◆ Exercise:
Return each record exactly as it appears, so that nothing is dropped or altered.
* * * * * * * * *
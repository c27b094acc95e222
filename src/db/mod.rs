pub mod entity;
pub mod repository;
pub mod store;
pub mod uow;

pub mod attendances;
pub mod contracts;
pub mod departments;
pub mod employees;
pub mod positions;
pub mod roles;
pub mod salary_histories;
pub mod skills;
pub mod user_tokens;
pub mod users;

pub use entity::Entity;
pub use repository::Repository;
pub use store::{PgReadStore, ReadStore, Reference, Unique};
pub use uow::UnitOfWork;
* * * * * * * * *
◆ Reply to the task:
repository c27b094acc95e222
filename src/db/mod.rs
pub mod entity;
pub mod repository;
pub mod store;
pub mod uow;

pub mod attendances;
pub mod contracts;
pub mod departments;
pub mod employees;
pub mod positions;
pub mod roles;
pub mod salary_histories;
pub mod skills;
pub mod user_tokens;
pub mod users;

pub use entity::Entity;
pub use repository::Repository;
pub use store::{PgReadStore, ReadStore, Reference, Unique};
pub use uow::UnitOfWork;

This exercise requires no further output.